There are drawbacks in the algorithm as follows:
- The basic “majority voting” approach becomes misleading when there is a skewed class distribution. In other words, the proximity criterion cannot adequately identify the data distribution (Fig. 2). To more elaborate on this if the number of one class samples is very frequent in the data, K-Nearest Neighbor fails to observe any meaningful pattern.
- It is computationally expensive to calculate the distance between the unseen sample and all the points to find the K nearest one. Basically, the minimum number of computations for each test sample equals the number of data samples.
- K-Nearest Neighbor fails often in case of encountering high-dimensional data as using the simple distance metric, it is hard to distinguish high-dimensional data.
The algorithm in a Nutshell
Just to briefly summarize the algorithm as follows:
- An unseen data (test data) arrives and the algorithm wants to classify that.
- The algorithm calculates the spatial distance between the unseen data and all the labeled data points.
- The algorithm identifies the K nearest data samples.
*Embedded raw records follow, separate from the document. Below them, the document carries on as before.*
impl BarrelRegistry {
    pub fn new() -> Self {
        Self::with_default_capacity(DEFAULT_MAX_CAPACITY)
    }

    /// Registry whose freshly created barrels get `default_capacity`.
    pub fn with_default_capacity(default_capacity: u32) -> Self {
        Self { indices: ArcSwap::from_pointee(Indices::default()), default_capacity }
    }

    pub fn default_capacity(&self) -> u32 {
        self.default_capacity
    }

    /// Create an empty barrel at `pos` and register it.
    ///
    /// A barrel already registered at the same location is removed from both
    /// indices in the same step.
    pub fn create_and_register(&self, world_id: &str, pos: BlockPos) -> BarrelHandle {
        let barrel = Barrel::with_capacity(world_id, pos, self.default_capacity);
        let handle = Arc::new(Mutex::new(barrel));
        self.register(Arc::clone(&handle));
        handle
    }

    /// Insert or overwrite the entries for the barrel's own id and location.
    /// Returns any other barrel that held the location before.
    ///
    /// Takes the barrel's lock briefly to read its id and location, so the
    /// caller must not be holding it.
    pub fn register(&self, handle: BarrelHandle) -> Option<BarrelHandle> {
        let (id, key) = {
            let barrel = handle.lock();
            (barrel.id(), barrel.location_key())
        };

        let mut evicted = None;
        self.indices.rcu(|current| {
            let mut next = Indices::clone(current);
            evicted = next.insert(id, key.clone(), Arc::clone(&handle));
            next
        });

        debug!(%id, location = %key, "barrel registered");
        evicted.map(|(prev_id, prev)| {
            warn!(%prev_id, %id, location = %key, "location already held a barrel; previous barrel evicted");
            prev
        })
    }

    /// Remove the barrel from both indices. No-op if it is not registered.
    pub fn unregister(&self, handle: &BarrelHandle) -> Option<BarrelHandle> {
        let id = handle.lock().id();
        self.unregister_id(&id)
    }

    pub fn unregister_id(&self, id: &Uuid) -> Option<BarrelHandle> {
        if !self.indices.load().by_id.contains_key(id) {
            return None;
        }

        let mut removed = None;
        self.indices.rcu(|current| {
            let mut next = Indices::clone(current);
            removed = next.remove(id);
            next
        });
        if removed.is_some() {
            debug!(%id, "barrel unregistered");
        }
        removed
    }

    pub fn find_by_id(&self, id: &Uuid) -> Option<BarrelHandle> {
        self.indices.load().by_id.get(id).map(|e| Arc::clone(&e.handle))
    }

    pub fn find_by_location(&self, world_id: &str, pos: BlockPos) -> Option<BarrelHandle> {
        let key = LocationKey::new(world_id, pos);
        let indices = self.indices.load();
        indices
            .by_location
            .get(&key)
            .and_then(|id| indices.by_id.get(id))
            .map(|e| Arc::clone(&e.handle))
    }

    pub fn exists_at(&self, world_id: &str, pos: BlockPos) -> bool {
        self.indices.load().by_location.contains_key(&LocationKey::new(world_id, pos))
    }

    /// Snapshot of every registered barrel, in no particular order.
    pub fn all_containers(&self) -> Vec<BarrelHandle> {
        self.indices.load().by_id.values().map(|e| Arc::clone(&e.handle)).collect()
    }

    /// Field copies of every registered barrel, taken one lock at a time.
    pub fn records(&self) -> Vec<BarrelRecord> {
        self.all_containers().iter().map(|h| h.lock().snapshot()).collect()
    }

    pub fn count(&self) -> usize {
        self.indices.load().by_id.len()
    }

    pub fn clear_all(&self) {
        let previous = self.indices.swap(Arc::new(Indices::default()));
        debug!(removed = previous.by_id.len(), "registry cleared");
    }

    /// Swap the whole content for `barrels` in one step.
    ///
    /// Later barrels win over earlier ones sharing an id or a location.
    pub fn replace_all<I>(&self, barrels: I) -> usize
    where
        I: IntoIterator<Item = Barrel>,
    {
        let mut next = Indices::default();
        for barrel in barrels {
            let (id, key) = (barrel.id(), barrel.location_key());
            if let Some((prev_id, _)) = next.insert(id, key.clone(), Arc::new(Mutex::new(barrel))) {
                warn!(%prev_id, %id, location = %key, "duplicate location while loading; earlier barrel dropped");
            }
        }
        let count = next.by_id.len();
        self.indices.store(Arc::new(next));
        count
    }
}
//! Lifecycle of the barrel service.
//!
//! [`BarrelRuntime`] owns the registry and its collaborators and is handed
//! explicitly to whatever drives it (HTTP server, engine bridge, tests).

use std::path::Path;
use std::sync::atomic::{AtomicBool, Ordering};
use std::sync::Arc;
use std::time::Duration;

use serde::Serialize;
use tracing::{info, warn};

use configs::AppConfig;

use crate::admin::BarrelAdmin;
use crate::errors::ServiceError;
use crate::interaction::BarrelInteractions;
use crate::placement::PendingPlacements;
use crate::registry::BarrelRegistry;
use crate::storage::{BarrelPersistence, JsonBarrelStore};

#[derive(Debug, Clone, PartialEq, Eq, Serialize)]
#[serde(rename_all = "camelCase")]
pub struct RegistryInfo {
    pub version: &'static str,
    pub total_barrels: usize,
    pub default_max_capacity: u32,
}

pub struct BarrelRuntime {
    registry: Arc<BarrelRegistry>,
    persistence: Arc<dyn BarrelPersistence>,
    interactions: Arc<BarrelInteractions>,
    admin: BarrelAdmin,
    // false after a failed load, so shutdown does not overwrite the data we could not read
    save_on_shutdown: AtomicBool,
}

impl BarrelRuntime {
    pub fn new(
        registry: Arc<BarrelRegistry>,
        persistence: Arc<dyn BarrelPersistence>,
        placements: PendingPlacements,
    ) -> Self {
        let interactions = Arc::new(BarrelInteractions::new(Arc::clone(&registry), placements));
        let admin = BarrelAdmin::new(Arc::clone(&registry));
        Self {
            registry,
            persistence,
            interactions,
            admin,
            save_on_shutdown: AtomicBool::new(true),
        }
    }

    /// Wire a runtime backed by the JSON file named in `cfg`.
    pub fn from_config(cfg: &AppConfig) -> Self {
        Self::with_data_file(
            cfg.data_file(),
            cfg.barrels.default_max_capacity,
            Duration::from_millis(cfg.barrels.placement_window_ms),
        )
    }

    pub fn with_data_file(
        path: impl AsRef<Path>,
        default_capacity: u32,
        placement_window: Duration,
    ) -> Self {
        Self::new(
            Arc::new(BarrelRegistry::with_default_capacity(default_capacity)),
            Arc::new(JsonBarrelStore::new(path.as_ref())),
            PendingPlacements::new(placement_window),
        )
    }

    pub fn registry(&self) -> &Arc<BarrelRegistry> {
        &self.registry
    }

    pub fn interactions(&self) -> &Arc<BarrelInteractions> {
        &self.interactions
    }

    pub fn admin(&self) -> &BarrelAdmin {
        &self.admin
    }

    /// Populate the registry from persistence.
    ///
    /// On failure the registry keeps its previous content and the automatic
    /// save at shutdown is disabled; an explicit [`BarrelRuntime::save`]
    /// re-enables it.
    pub async fn start(&self) -> Result<usize, ServiceError> {
        info!("barrel runtime starting");
        match self.persistence.load_into(&self.registry).await {
            Ok(count) => {
                self.save_on_shutdown.store(true, Ordering::SeqCst);
                Ok(count)
            }
            Err(e) => {
                self.save_on_shutdown.store(false, Ordering::SeqCst);
                warn!("barrel data not loaded; shutdown will not overwrite it");
                Err(e)
            }
        }
    }

    pub async fn save(&self) -> Result<usize, ServiceError> {
        let count = self.persistence.save_from(&self.registry).await?;
        self.save_on_shutdown.store(true, Ordering::SeqCst);
        Ok(count)
    }

    /// Persist the registry unless the startup load failed.
    /// Returns `Ok(None)` when the save was skipped.
    pub async fn shutdown(&self) -> Result<Option<usize>, ServiceError> {
        info!(total = self.registry.count(), "barrel runtime shutting down");
        if !self.save_on_shutdown.load(Ordering::SeqCst) {
            warn!("skipping shutdown save because the startup load failed");
            return Ok(None);
        }
        self.persistence.save_from(&self.registry).await.map(Some)
    }

    pub fn info(&self) -> RegistryInfo {
        RegistryInfo {
            version: env!("CARGO_PKG_VERSION"),
            total_barrels: self.registry.count(),
            default_max_capacity: self.registry.default_capacity(),
        }
    }
}
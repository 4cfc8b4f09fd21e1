//! Persistence of the barrel registry.
//!
//! The registry is written and read as a whole; there is no incremental
//! persistence. [`BarrelPersistence`] is the seam the runtime depends on,
//! [`json_barrel_store::JsonBarrelStore`] the file-backed implementation.

use async_trait::async_trait;

use crate::errors::ServiceError;
use crate::registry::BarrelRegistry;

pub mod json_barrel_store;

pub use json_barrel_store::JsonBarrelStore;

/// Bulk load/save of every barrel in a registry.
#[async_trait]
pub trait BarrelPersistence: Send + Sync {
    /// Replace the registry content with the persisted barrels.
    ///
    /// All-or-nothing: on error the registry is left exactly as it was.
    /// Returns the number of barrels loaded.
    async fn load_into(&self, registry: &BarrelRegistry) -> Result<usize, ServiceError>;

    /// Persist every barrel currently registered, overwriting prior data.
    /// Returns the number of barrels written.
    async fn save_from(&self, registry: &BarrelRegistry) -> Result<usize, ServiceError>;
}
- Considering the K data points with their associated categories, the category with the highest frequency is assigned to the unseen sample as its class.
To gain a better understanding of the Nearest Neighbor algorithm, please refer to the following resources:
- k-nearest neighbors algorithm by Wikipedia
- K Nearest Neighbors Classifier – A Medium.com post
- Machine Learning Basics with the K-Nearest Neighbors Algorithm
In this post, we have investigated the theory behind the K Nearest Neighbor algorithm for classification. We observed its pros and cons and described how it works in practice. In future posts, we demonstrate how to implement it. This is important as it brings more insight regarding the algorithm details.